An unbroken crane shot in Shooting Stars‘ opening scene, tracking movie starlet Mae Feather (Annette Benson) as she wanders from her own ground-level film set into the first-floor set of her lover’s, easily matches both Goodfellas‘ restaurant scene and the opening sequence of Orson Welles’ Touch of Evil. It’s an achievement made all the more impressive by both the technological limitations of the time and the fact that it was British director Anthony Asquith’s debut film. Helping matters is Henry Harris and Stanley Rodwell’s gorgeous cinematography, which uses expressionistic light and shadow that ironically plays with the boundaries between artificial sets and ‘real’ space, a theme that informs the film’s central narrative. Indeed, Shooting Stars is at its most successful when it juxtaposes its stars’ unhappy private lives with the artifice of public celebrity.

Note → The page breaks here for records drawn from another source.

//! Layered configuration loading.
//!
//! | Order | Layer | Source |
//! |-------|-------|--------|
//! | 1 | defaults | [`CellsConfig::default`] |
//! | 2 | global | `~/.cells/config.toml` |
//! | 3 | project | `<root>/.cells/config.toml` |
//! | 4 | environment | `CELLS_*` variables |
//!
//! Later layers win, field by field.

use super::{default_config_path, CellsConfig, ConfigError, PROJECT_CONFIG_DIR, PROJECT_CONFIG_FILE};
use std::fmt;
use std::path::{Path, PathBuf};
use tracing::debug;

macro_rules! parse_env_bool {
    ($field:expr, $var:literal) => {
        if let Some(raw) = env_value($var) {
            $field = parse_bool(&raw).ok_or_else(|| {
                ConfigError::invalid_env_var($var, format!("{raw:?} is not a bool"))
            })?;
        }
    };
}

macro_rules! parse_env_u64 {
    ($field:expr, $var:literal) => {
        if let Some(raw) = env_value($var) {
            $field = raw.trim().parse::<u64>().map_err(|e| {
                ConfigError::invalid_env_var($var, format!("{raw:?}: {e}"))
            })?;
        }
    };
}

/// File layer a config was read from.
#[derive(Debug, Clone, Copy, PartialEq, Eq)]
enum FileLayer {
    Global,
    Project,
}

impl fmt::Display for FileLayer {
    fn fmt(&self, f: &mut fmt::Formatter<'_>) -> fmt::Result {
        match self {
            Self::Global => f.write_str("global"),
            Self::Project => f.write_str("project"),
        }
    }
}

/// Builds a [`CellsConfig`] from defaults, files and environment.
///
/// # Example
///
/// ```no_run
/// use cells_runtime::config::ConfigLoader;
///
/// let config = ConfigLoader::new()
///     .with_project_root(".")
///     .skip_env_vars()
///     .load()?;
/// println!("pair window: {:?}", config.pair.window());
/// # Ok::<(), cells_runtime::config::ConfigError>(())
/// ```
#[derive(Debug, Clone, Default)]
pub struct ConfigLoader {
    global_path: Option<PathBuf>,
    project_root: Option<PathBuf>,
    use_env: Toggle,
    use_global: Toggle,
    use_project: Toggle,
}

/// `true` unless switched off.
#[derive(Debug, Clone, Copy)]
struct Toggle(bool);

impl Default for Toggle {
    fn default() -> Self {
        Self(true)
    }
}

impl ConfigLoader {
    #[must_use]
    pub fn new() -> Self {
        Self::default()
    }

    /// Reads the global layer from `path` instead of `~/.cells/config.toml`.
    #[must_use]
    pub fn with_global_config(mut self, path: impl Into<PathBuf>) -> Self {
        self.global_path = Some(path.into());
        self
    }

    /// Enables the project layer, `<root>/.cells/config.toml`.
    #[must_use]
    pub fn with_project_root(mut self, root: impl Into<PathBuf>) -> Self {
        self.project_root = Some(root.into());
        self
    }

    #[must_use]
    pub fn skip_env_vars(mut self) -> Self {
        self.use_env = Toggle(false);
        self
    }

    #[must_use]
    pub fn skip_global_config(mut self) -> Self {
        self.use_global = Toggle(false);
        self
    }

    #[must_use]
    pub fn skip_project_config(mut self) -> Self {
        self.use_project = Toggle(false);
        self
    }

    /// Config files to read, lowest priority first.
    fn file_layers(&self) -> Vec<(FileLayer, PathBuf)> {
        let mut layers = Vec::with_capacity(2);
        if self.use_global.0 {
            let path = self.global_path.clone().unwrap_or_else(default_config_path);
            layers.push((FileLayer::Global, path));
        }
        if self.use_project.0 {
            if let Some(root) = &self.project_root {
                let path = root.join(PROJECT_CONFIG_DIR).join(PROJECT_CONFIG_FILE);
                layers.push((FileLayer::Project, path));
            }
        }
        layers
    }

    /// Merges every enabled layer. Absent files are skipped.
    ///
    /// # Errors
    ///
    /// [`ConfigError`] when a present file cannot be read or parsed, or a
    /// `CELLS_*` variable does not parse.
    pub fn load(&self) -> Result<CellsConfig, ConfigError> {
        let mut config = CellsConfig::default();

        for (layer, path) in self.file_layers() {
            if let Some(found) = read_config_file(&path)? {
                debug!(%layer, path = %path.display(), "config layer applied");
                config.merge(&found);
            }
        }

        if self.use_env.0 {
            apply_env(&mut config)?;
        }
        Ok(config)
    }
}

fn read_config_file(path: &Path) -> Result<Option<CellsConfig>, ConfigError> {
    if !path.is_file() {
        return Ok(None);
    }
    let text = std::fs::read_to_string(path).map_err(|e| ConfigError::read_file(path, e))?;
    CellsConfig::from_toml(&text)
        .map(Some)
        .map_err(|e| ConfigError::parse_toml(path, e))
}

fn env_value(var: &str) -> Option<String> {
    std::env::var(var).ok()
}

fn apply_env(config: &mut CellsConfig) -> Result<(), ConfigError> {
    parse_env_bool!(config.debug, "CELLS_DEBUG");
    parse_env_u64!(config.timeouts.request_ms, "CELLS_REQUEST_TIMEOUT_MS");
    parse_env_u64!(config.pair.window_ms, "CELLS_PAIR_WINDOW_MS");
    if let Some(id) = env_value("CELLS_ENVIRONMENT_ID") {
        config.environment.id = id;
    }
    Ok(())
}

/// Case-insensitive `true/1/yes/on` or `false/0/no/off`.
fn parse_bool(s: &str) -> Option<bool> {
    match s.trim().to_ascii_lowercase().as_str() {
        "true" | "1" | "yes" | "on" => Some(true),
        "false" | "0" | "no" | "off" => Some(false),
        _ => None,
    }
}
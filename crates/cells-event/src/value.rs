//! Payload value kinds.
//!
//! [`PayloadValue`] is the closed set of value kinds a [`Payload`] can hold.
//! [`PayloadSource`] is the closed set of shapes a payload can be built from.

use crate::payload::{Payload, PayloadValues};
use crate::waiter::PayloadWaiter;
use chrono::{DateTime, SecondsFormat, Utc};
use std::any::Any;
use std::fmt;
use std::sync::Arc;
use std::time::Duration;

/// A single value stored in a [`Payload`].
///
/// Typed getters on [`Payload`] only match their exact variant:
/// an `Int` is never returned as a `Float` and vice versa.
#[derive(Clone, Debug)]
pub enum PayloadValue {
    Bool(bool),
    Int(i64),
    Float(f64),
    String(String),
    Time(DateTime<Utc>),
    Duration(Duration),
    /// Reply slot of a request/response exchange.
    Waiter(PayloadWaiter),
    Strings(Vec<String>),
    /// Nested payload.
    Payload(Payload),
    /// Application value the mesh does not interpret.
    Opaque(OpaqueValue),
}

impl PayloadValue {
    /// Returns the variant name, used in logs and JSON rendering.
    #[must_use]
    pub fn kind(&self) -> &'static str {
        match self {
            Self::Bool(_) => "bool",
            Self::Int(_) => "int",
            Self::Float(_) => "float",
            Self::String(_) => "string",
            Self::Time(_) => "time",
            Self::Duration(_) => "duration",
            Self::Waiter(_) => "waiter",
            Self::Strings(_) => "strings",
            Self::Payload(_) => "payload",
            Self::Opaque(_) => "opaque",
        }
    }

    /// Renders the value as JSON.
    ///
    /// Waiters and opaque values have no data representation and render
    /// as descriptive strings.
    #[must_use]
    pub fn to_json(&self) -> serde_json::Value {
        use serde_json::Value;

        match self {
            Self::Bool(b) => Value::Bool(*b),
            Self::Int(i) => Value::from(*i),
            Self::Float(f) => serde_json::Number::from_f64(*f)
                .map(Value::Number)
                .unwrap_or(Value::Null),
            Self::String(s) => Value::String(s.clone()),
            Self::Time(t) => Value::String(t.to_rfc3339_opts(SecondsFormat::Micros, true)),
            Self::Duration(d) => Value::String(format!("{d:?}")),
            Self::Waiter(_) => Value::String("<waiter>".into()),
            Self::Strings(v) => Value::Array(v.iter().cloned().map(Value::String).collect()),
            Self::Payload(p) => p.to_json(),
            Self::Opaque(o) => Value::String(format!("<opaque {}>", o.type_name())),
        }
    }
}

impl PartialEq for PayloadValue {
    /// Data variants compare by value; waiters and opaque values compare
    /// by identity.
    fn eq(&self, other: &Self) -> bool {
        match (self, other) {
            (Self::Bool(a), Self::Bool(b)) => a == b,
            (Self::Int(a), Self::Int(b)) => a == b,
            (Self::Float(a), Self::Float(b)) => a == b,
            (Self::String(a), Self::String(b)) => a == b,
            (Self::Time(a), Self::Time(b)) => a == b,
            (Self::Duration(a), Self::Duration(b)) => a == b,
            (Self::Waiter(a), Self::Waiter(b)) => a.ptr_eq(b),
            (Self::Strings(a), Self::Strings(b)) => a == b,
            (Self::Payload(a), Self::Payload(b)) => a == b,
            (Self::Opaque(a), Self::Opaque(b)) => a.ptr_eq(b),
            _ => false,
        }
    }
}

impl fmt::Display for PayloadValue {
    fn fmt(&self, f: &mut fmt::Formatter<'_>) -> fmt::Result {
        match self {
            Self::Bool(b) => write!(f, "{b}"),
            Self::Int(i) => write!(f, "{i}"),
            Self::Float(x) => write!(f, "{x}"),
            Self::String(s) => f.write_str(s),
            Self::Time(t) => f.write_str(&t.to_rfc3339_opts(SecondsFormat::Micros, true)),
            Self::Duration(d) => write!(f, "{d:?}"),
            Self::Waiter(_) => f.write_str("<waiter>"),
            Self::Strings(v) => write!(f, "[{}]", v.join(" ")),
            Self::Payload(p) => write!(f, "{{{p}}}"),
            Self::Opaque(o) => write!(f, "<opaque {}>", o.type_name()),
        }
    }
}

/// Shared, type-erased application value.
///
/// The mesh never inspects it; consumers downcast with
/// [`downcast_ref`](Self::downcast_ref) or
/// [`Payload::get_opaque`](crate::Payload::get_opaque). Whatever sits inside
/// must not be mutated after it has been published in a payload.
#[derive(Clone)]
pub struct OpaqueValue {
    value: Arc<dyn Any + Send + Sync>,
    type_name: &'static str,
}

impl OpaqueValue {
    /// Wraps an application value.
    #[must_use]
    pub fn new<T: Any + Send + Sync>(value: T) -> Self {
        Self {
            value: Arc::new(value),
            type_name: std::any::type_name::<T>(),
        }
    }

    /// Returns the wrapped value if it is a `T`.
    #[must_use]
    pub fn downcast_ref<T: Any>(&self) -> Option<&T> {
        self.value.downcast_ref::<T>()
    }

    /// Returns the Rust type name of the wrapped value.
    #[must_use]
    pub fn type_name(&self) -> &'static str {
        self.type_name
    }

    /// Returns `true` if both handles share the same allocation.
    #[must_use]
    pub fn ptr_eq(&self, other: &Self) -> bool {
        Arc::ptr_eq(&self.value, &other.value)
    }
}

impl fmt::Debug for OpaqueValue {
    fn fmt(&self, f: &mut fmt::Formatter<'_>) -> fmt::Result {
        f.debug_struct("OpaqueValue")
            .field("type", &self.type_name)
            .finish()
    }
}

macro_rules! value_from {
    ($($ty:ty => $variant:ident),* $(,)?) => {
        $(
            impl From<$ty> for PayloadValue {
                fn from(v: $ty) -> Self {
                    Self::$variant(v.into())
                }
            }
        )*
    };
}

value_from! {
    bool => Bool,
    i64 => Int,
    i32 => Int,
    u32 => Int,
    f64 => Float,
    String => String,
    &str => String,
    DateTime<Utc> => Time,
    Duration => Duration,
    PayloadWaiter => Waiter,
    Vec<String> => Strings,
    Payload => Payload,
    OpaqueValue => Opaque,
}

impl From<&[&str]> for PayloadValue {
    fn from(v: &[&str]) -> Self {
        Self::Strings(v.iter().map(|s| (*s).to_string()).collect())
    }
}

/// The shapes a [`Payload`] can be built from.
///
/// - [`Empty`](Self::Empty): no values (`()` converts here)
/// - [`Payload`](Self::Payload): an existing payload, reused or overlaid as a whole
/// - [`Values`](Self::Values): a key/value map, copied entry by entry
/// - [`Single`](Self::Single): any single value, stored under
///   [`KEY_DEFAULT`](crate::KEY_DEFAULT)
///
/// # Example
///
/// ```
/// use cells_event::{Payload, PayloadValues, KEY_DEFAULT};
///
/// let single = Payload::new(42_i64);
/// assert_eq!(single.get_int(KEY_DEFAULT), Some(42));
///
/// let mapped = Payload::new([("a", 1_i64), ("b", 2_i64)]);
/// assert_eq!(mapped.len(), 2);
///
/// let empty = Payload::new(());
/// assert!(empty.is_empty());
///
/// let values: PayloadValues = PayloadValues::new();
/// assert!(Payload::new(values).is_empty());
/// ```
#[derive(Clone, Debug)]
pub enum PayloadSource {
    Empty,
    Payload(Payload),
    Values(PayloadValues),
    Single(PayloadValue),
}

impl From<()> for PayloadSource {
    fn from(_: ()) -> Self {
        Self::Empty
    }
}

impl From<Payload> for PayloadSource {
    fn from(p: Payload) -> Self {
        Self::Payload(p)
    }
}

impl From<&Payload> for PayloadSource {
    fn from(p: &Payload) -> Self {
        Self::Payload(p.clone())
    }
}

impl From<PayloadValues> for PayloadSource {
    fn from(values: PayloadValues) -> Self {
        Self::Values(values)
    }
}

impl From<PayloadValue> for PayloadSource {
    fn from(value: PayloadValue) -> Self {
        Self::Single(value)
    }
}

impl<K, V, const N: usize> From<[(K, V); N]> for PayloadSource
where
    K: Into<String>,
    V: Into<PayloadValue>,
{
    fn from(pairs: [(K, V); N]) -> Self {
        Self::Values(
            pairs
                .into_iter()
                .map(|(k, v)| (k.into(), v.into()))
                .collect(),
        )
    }
}

impl<K, V> From<Vec<(K, V)>> for PayloadSource
where
    K: Into<String>,
    V: Into<PayloadValue>,
{
    fn from(pairs: Vec<(K, V)>) -> Self {
        Self::Values(
            pairs
                .into_iter()
                .map(|(k, v)| (k.into(), v.into()))
                .collect(),
        )
    }
}

macro_rules! single_source_from {
    ($($ty:ty),* $(,)?) => {
        $(
            impl From<$ty> for PayloadSource {
                fn from(v: $ty) -> Self {
                    Self::Single(v.into())
                }
            }
        )*
    };
}

single_source_from! {
    bool,
    i64,
    i32,
    u32,
    f64,
    String,
    &str,
    DateTime<Utc>,
    Duration,
    PayloadWaiter,
    Vec<String>,
    OpaqueValue,
    &[&str],
}
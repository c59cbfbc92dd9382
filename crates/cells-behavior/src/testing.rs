//! Test harness for [`Behavior`] implementations.
//!
//! Drives a behavior synchronously without a running mesh. The harness
//! hands the behavior a [`RecordingCell`] that captures everything the
//! behavior emits and every reminder it schedules. Reminders never fire on
//! their own; tests fire them explicitly, which makes timer races
//! reproducible.
//!
//! # Features
//!
//! - Mesh-independent behavior testing
//! - Event log with per-event result
//! - Captured emissions (`emit`, `emit_to`) and reminders (`emit_after`)
//! - Manual reminder delivery, including stale and cancelled ones
//!
//! # Example
//!
//! ```
//! use cells_behavior::testing::BehaviorTestHarness;
//! use cells_behavior::{Behavior, BehaviorError, Cell};
//! use cells_event::Event;
//! use std::sync::Arc;
//! use std::time::Duration;
//!
//! #[derive(Default)]
//! struct Snooze {
//!     cell: Option<Arc<dyn Cell>>,
//! }
//!
//! impl Behavior for Snooze {
//!     fn init(&mut self, cell: Arc<dyn Cell>) -> Result<(), BehaviorError> {
//!         self.cell = Some(cell);
//!         Ok(())
//!     }
//!
//!     fn process_event(&mut self, event: &Event) -> Result<(), BehaviorError> {
//!         let Some(cell) = &self.cell else { return Ok(()) };
//!         match event.topic() {
//!             "alarm" => {
//!                 cell.emit_after(Duration::from_secs(5), Event::new("wake", ()));
//!                 Ok(())
//!             }
//!             "wake" => cell.emit(Event::new("awake", ())),
//!             _ => Ok(()),
//!         }
//!     }
//! }
//!
//! let mut harness = BehaviorTestHarness::new("snooze", Snooze::default());
//! harness.init().unwrap();
//! harness.send_new("alarm", ()).unwrap();
//! assert_eq!(harness.pending_reminders().len(), 1);
//!
//! harness.fire_next_reminder().unwrap().unwrap();
//! assert_eq!(harness.emitted()[0].topic(), "awake");
//! ```

use crate::{Behavior, BehaviorError, Cell, Reminder};
use cells_event::{Event, PayloadSource};
use cells_types::CellId;
use parking_lot::Mutex;
use std::sync::Arc;
use std::time::Duration;

/// A reminder captured by the [`RecordingCell`].
#[derive(Debug, Clone)]
pub struct ScheduledReminder {
    pub delay: Duration,
    pub event: Event,
    pub reminder: Reminder,
}

/// Record of one event delivered to the behavior under test.
#[derive(Debug, Clone)]
pub struct EventRecord {
    pub topic: String,
    pub result: Result<(), BehaviorError>,
}

/// [`Cell`] implementation that records instead of routing.
#[derive(Debug)]
pub struct RecordingCell {
    id: CellId,
    emitted: Mutex<Vec<Event>>,
    sent: Mutex<Vec<(CellId, Event)>>,
    reminders: Mutex<Vec<ScheduledReminder>>,
    fail_emits: Mutex<bool>,
}

impl RecordingCell {
    #[must_use]
    pub fn new(id: impl Into<CellId>) -> Self {
        Self {
            id: id.into(),
            emitted: Mutex::new(Vec::new()),
            sent: Mutex::new(Vec::new()),
            reminders: Mutex::new(Vec::new()),
            fail_emits: Mutex::new(false),
        }
    }

    /// Makes every subsequent `emit` / `emit_to` fail.
    pub fn set_fail_emits(&self, fail: bool) {
        *self.fail_emits.lock() = fail;
    }

    fn check_emit(&self) -> Result<(), BehaviorError> {
        if *self.fail_emits.lock() {
            return Err(BehaviorError::EmitFailed(
                "recording cell rejects emits".into(),
            ));
        }
        Ok(())
    }
}

impl Cell for RecordingCell {
    fn id(&self) -> &CellId {
        &self.id
    }

    fn emit(&self, event: Event) -> Result<(), BehaviorError> {
        self.check_emit()?;
        self.emitted.lock().push(event);
        Ok(())
    }

    fn emit_to(&self, target: &CellId, event: Event) -> Result<(), BehaviorError> {
        self.check_emit()?;
        self.sent.lock().push((target.clone(), event));
        Ok(())
    }

    fn emit_after(&self, delay: Duration, event: Event) -> Reminder {
        let reminder = Reminder::new();
        self.reminders.lock().push(ScheduledReminder {
            delay,
            event,
            reminder: reminder.clone(),
        });
        reminder
    }
}

/// Test harness for [`Behavior`] implementations.
pub struct BehaviorTestHarness<B: Behavior> {
    behavior: B,
    cell: Arc<RecordingCell>,
    event_log: Vec<EventRecord>,
}

impl<B: Behavior> BehaviorTestHarness<B> {
    /// Creates a harness whose recording cell carries `id`.
    pub fn new(id: impl Into<CellId>, behavior: B) -> Self {
        Self {
            behavior,
            cell: Arc::new(RecordingCell::new(id)),
            event_log: Vec::new(),
        }
    }

    pub fn behavior(&self) -> &B {
        &self.behavior
    }

    pub fn behavior_mut(&mut self) -> &mut B {
        &mut self.behavior
    }

    /// The recording cell handed to the behavior.
    pub fn cell(&self) -> &Arc<RecordingCell> {
        &self.cell
    }

    /// Calls `init` with the recording cell.
    ///
    /// # Errors
    ///
    /// The behavior's init error.
    pub fn init(&mut self) -> Result<(), BehaviorError> {
        let cell: Arc<dyn Cell> = Arc::clone(&self.cell) as Arc<dyn Cell>;
        self.behavior.init(cell)
    }

    /// Delivers `event` and logs the result.
    ///
    /// # Errors
    ///
    /// The behavior's `process_event` error.
    pub fn send(&mut self, event: Event) -> Result<(), BehaviorError> {
        let result = self.behavior.process_event(&event);
        self.event_log.push(EventRecord {
            topic: event.topic().to_string(),
            result: result.clone(),
        });
        result
    }

    /// Builds an event from `topic` and `values` and delivers it.
    ///
    /// # Errors
    ///
    /// The behavior's `process_event` error.
    pub fn send_new(
        &mut self,
        topic: &str,
        values: impl Into<PayloadSource>,
    ) -> Result<(), BehaviorError> {
        self.send(Event::new(topic, values))
    }

    /// Delivers the oldest reminder that has not been cancelled.
    ///
    /// Returns `None` when nothing is pending. The reminder is removed
    /// whether or not delivery succeeds.
    pub fn fire_next_reminder(&mut self) -> Option<Result<(), BehaviorError>> {
        let next = {
            let mut reminders = self.cell.reminders.lock();
            let pos = reminders.iter().position(|r| !r.reminder.is_cancelled())?;
            reminders.remove(pos)
        };
        Some(self.send(next.event))
    }

    /// Delivers a reminder's event even if it was cancelled.
    ///
    /// Models a timer that had already fired and was queued when the
    /// behavior tried to cancel it.
    ///
    /// # Errors
    ///
    /// The behavior's `process_event` error.
    pub fn fire_stale(&mut self, scheduled: &ScheduledReminder) -> Result<(), BehaviorError> {
        self.send(scheduled.event.clone())
    }

    /// Calls `terminate`.
    ///
    /// # Errors
    ///
    /// The behavior's terminate error.
    pub fn terminate(&mut self) -> Result<(), BehaviorError> {
        self.behavior.terminate()
    }

    /// Calls `recover` with `fault`.
    ///
    /// # Errors
    ///
    /// The behavior's recover error.
    pub fn recover(&mut self, fault: &BehaviorError) -> Result<(), BehaviorError> {
        self.behavior.recover(fault)
    }

    /// Events passed to `emit`, in order.
    pub fn emitted(&self) -> Vec<Event> {
        self.cell.emitted.lock().clone()
    }

    /// Drains and returns the events passed to `emit`.
    pub fn take_emitted(&mut self) -> Vec<Event> {
        std::mem::take(&mut *self.cell.emitted.lock())
    }

    /// Events passed to `emit_to`, with their targets.
    pub fn sent(&self) -> Vec<(CellId, Event)> {
        self.cell.sent.lock().clone()
    }

    /// Every reminder scheduled so far that was neither fired nor
    /// cancelled.
    pub fn pending_reminders(&self) -> Vec<ScheduledReminder> {
        self.cell
            .reminders
            .lock()
            .iter()
            .filter(|r| !r.reminder.is_cancelled())
            .cloned()
            .collect()
    }

    /// Every reminder scheduled so far and not yet fired, cancelled or not.
    pub fn all_reminders(&self) -> Vec<ScheduledReminder> {
        self.cell.reminders.lock().clone()
    }

    pub fn event_log(&self) -> &[EventRecord] {
        &self.event_log
    }

    pub fn clear_logs(&mut self) {
        self.event_log.clear();
        self.cell.emitted.lock().clear();
        self.cell.sent.lock().clear();
    }
}
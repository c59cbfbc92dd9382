//! Builtin behaviors.
//!
//! | Behavior | Purpose |
//! |----------|---------|
//! | [`PairBehavior`] | Two matching events within a window, or a timeout |
//! | [`CounterBehavior`] | Resettable key counts with snapshot requests |
//! | [`SceneBehavior`] | Stores event payloads in the event's scene |

mod counter;
mod pair;
mod scene;

pub use counter::{request_counter_results, CounterBehavior, CounterFunc};
pub use pair::{PairBehavior, PairCriterion, PairMatch};
pub use scene::SceneBehavior;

The false boundaries that separate the actors’ sets providing the perfect visual metaphor: as the lines between reality and fiction cross, the set walls that have figuratively divided the actors literally crash down around them, with disastrous results. Indeed, the film’s themes of celebrity, the thin line between public and private life, and the cruel caprice of success tie into its broader concerns with artifice. Credit must also go to composer John Altman’s wonderful new score, which premiered in a live rendition last year at the BFI London Film Festival. It’s not unusual for modern releases of silent films to be presented with new scores, and Altman strikes the perfect balance with a jazz-inflected full orchestral score that is evocative of Shooting Stars‘ era without being beholden to it.

Films from the silent era sometimes tend towards the melodramatic, with a theatrical tradition of stage performance to which modern film audiences may feel unaccustomed. However, Shooting Stars uses the theatre of film to juxtapose naturalistic performances with the high-blown drama of a film studio. It isn’t quite perfect – despite its thrilling conclusion, the love-triangle plot feels perfunctory and the film’s middle section sags a little with not very much for its three main characters to do. However, these flaws are redeemed by a final act that is horribly tense, and a downbeat, melancholy ending that resists easy answers, encouraging us to sympathise with three people who variously embody human vanity, narcissism and selfishness. Shooting Stars is a sophisticated, gorgeous film, beautifully presented with a cinematic thesis that is as emotionally devastating as it is delightful to watch.